"You have done me no harm," said Feroza, with a kind smile. "You have harmed yourself with cinnamon tea and greasy fritters in the other zenanas, and you shall have some, English fashion, to take away your headache."
So grumbling Mytâb brought an afternoon tea-tray duly supplied with a plate of thin bread-and-butter from within, and Feroza's small brown face beamed over Julia Smith's surprise. "He will think himself back amongst the mems! won't he?" she asked with a happy laugh.
Would he? As she jolted home in her palanquin Julia's head whirled. Old and new, ignorance and wisdom!--here was a jumble. A stronger brain than hers might well have felt confusion. For it was sunset in that heathen town, and from the housetops, in the courtyards, in the very streets, men paused to lay aside their trivial selves and worship an ideal. Not one of the crowd giving place to the mission-lady but had in some way or another, if only by a perfunctory performance of some rite, testified that day to the fact that religion formed a part of his daily round, his common task. And on the other side of the world, whence the missions come?--
Meanwhile Kareema, bewailing the useless cards, found herself backed up by old Mytâben. Such knowledge, the old woman said, would have been more useful than learning to be cleaner than God made you. 'Twas easy to sneer at henna-dyed hands; but was that worse than using scented soaps like a bad one, and living luxurious? Sheets and towels, forsooth! Why, Shah-jehan himself never dreamed of such expenses.

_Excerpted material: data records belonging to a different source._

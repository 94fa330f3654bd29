//! Output path naming for derived sensor products.
//!
//! Products live under
//! `<root>/<level>/<sensor>/<date>/<timestamp>/` and are named
//! `<sensor>_<level tag>_<station>_<timestamp>.<ext>`, so both
//! artifacts of one capture share a directory and a stem.

use std::{
    fs,
    io,
    path::PathBuf,
};

use serde_derive::*;

use crate::input::Timestamp;

/// Naming parameters of the derived product.
#[derive(Serialize, Deserialize, Debug, Clone, PartialEq)]
#[serde(default)]
pub struct SensorConfig {
    pub sensor: String,
    pub display_name: String,
    pub station: String,
    pub level: String,
    pub level_tag: String,
    /// Key of the source camera in upstream metadata.
    pub source_sensor: String,
}

impl Default for SensorConfig {
    fn default() -> Self {
        SensorConfig {
            sensor: "ir_geotiff".into(),
            display_name: "Thermal IR GeoTIFFs".into(),
            station: "ua-mac".into(),
            level: "Level_1".into(),
            level_tag: "L1".into(),
            source_sensor: "flirIrCamera".into(),
        }
    }
}

pub const DEFAULT_EXT: &str = "tif";

#[derive(Debug, Clone)]
pub struct SensorPaths {
    root: PathBuf,
    config: SensorConfig,
}

impl SensorPaths {
    pub fn new<P: Into<PathBuf>>(root: P, config: SensorConfig) -> Self {
        SensorPaths {
            root: root.into(),
            config,
        }
    }

    pub fn display_name(&self) -> &str {
        &self.config.display_name
    }

    /// Directory holding all products of one capture.
    pub fn sensor_dir(&self, ts: &Timestamp) -> PathBuf {
        self.root
            .join(&self.config.level)
            .join(&self.config.sensor)
            .join(ts.date())
            .join(ts.as_str())
    }

    /// Path of a product. Does not touch the filesystem.
    pub fn sensor_path(&self, ts: &Timestamp, ext: Option<&str>) -> PathBuf {
        let SensorConfig {
            sensor,
            station,
            level_tag,
            ..
        } = &self.config;
        let ext = ext.unwrap_or(DEFAULT_EXT);
        self.sensor_dir(ts)
            .join(format!("{sensor}_{level_tag}_{station}_{ts}.{ext}"))
    }

    /// Like [`sensor_path`][Self::sensor_path], creating the
    /// parent directory.
    pub fn create_sensor_path(&self, ts: &Timestamp, ext: Option<&str>) -> io::Result<PathBuf> {
        let path = self.sensor_path(ts, ext);
        if let Some(parent) = path.parent() {
            fs::create_dir_all(parent)?;
        }
        Ok(path)
    }
}

#[cfg(test)]
mod tests {
    use super::*;
    use anyhow::Result;
    use std::path::Path;
    use tempfile::TempDir;

    #[test]
    fn paths_embed_timestamp() -> Result<()> {
        let ts: Timestamp = "2018-07-01__12-30-00".parse()?;
        let paths = SensorPaths::new("/sites", SensorConfig::default());

        let tif = paths.sensor_path(&ts, None);
        let png = paths.sensor_path(&ts, Some("png"));
        assert_eq!(
            tif,
            Path::new(
                "/sites/Level_1/ir_geotiff/2018-07-01/2018-07-01__12-30-00/\
                 ir_geotiff_L1_ua-mac_2018-07-01__12-30-00.tif"
            )
        );
        assert_eq!(png.extension().and_then(|e| e.to_str()), Some("png"));
        for p in [&tif, &png] {
            let name = p.file_name().unwrap().to_string_lossy();
            assert!(name.contains("2018-07-01__12-30-00"));
        }
        assert_eq!(tif.parent(), png.parent());
        Ok(())
    }

    #[test]
    fn lookup_does_not_create_directories() -> Result<()> {
        let dir = TempDir::new()?;
        let ts: Timestamp = "2018-07-01__12-30-00".parse()?;
        let paths = SensorPaths::new(dir.path(), SensorConfig::default());

        let path = paths.sensor_path(&ts, None);
        assert!(!path.parent().unwrap().exists());

        let created = paths.create_sensor_path(&ts, None)?;
        assert_eq!(created, path);
        assert!(path.parent().unwrap().is_dir());
        assert!(!path.exists());
        Ok(())
    }
}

"I like them, for all that," cried Kareema gaily; "and I think the mems are wise to have big looking-glasses. It is hateful only seeing a little bit of one's self at a time. And Feroza and I are going out to be admired like the mems, aren't we, Feroza?"
"If the Meer wishes it," replied her sister-in-law gravely.
Mytâb looked from one to the other. "Have a care, players with fire!" she said shrilly. "Have a care! Is the world changed because it reads books and washes? Lo! the customs of the fathers bind the children."
"Mytâb hath been mysterious of late," remarked Kareema, giving a queer look, as the old lady moved away in wrath. "Ah me! if I had but my handsome Inaiyut dicing in the vestibule 'twould be better for all of us, maybe."
Feroza laid her soft hand gently on the other's shoulder. "I am so sorry for thee, dear! but we will love thee always and be a sister and brother--"
Kareema's look was queerer than ever, and she laughed hysterically.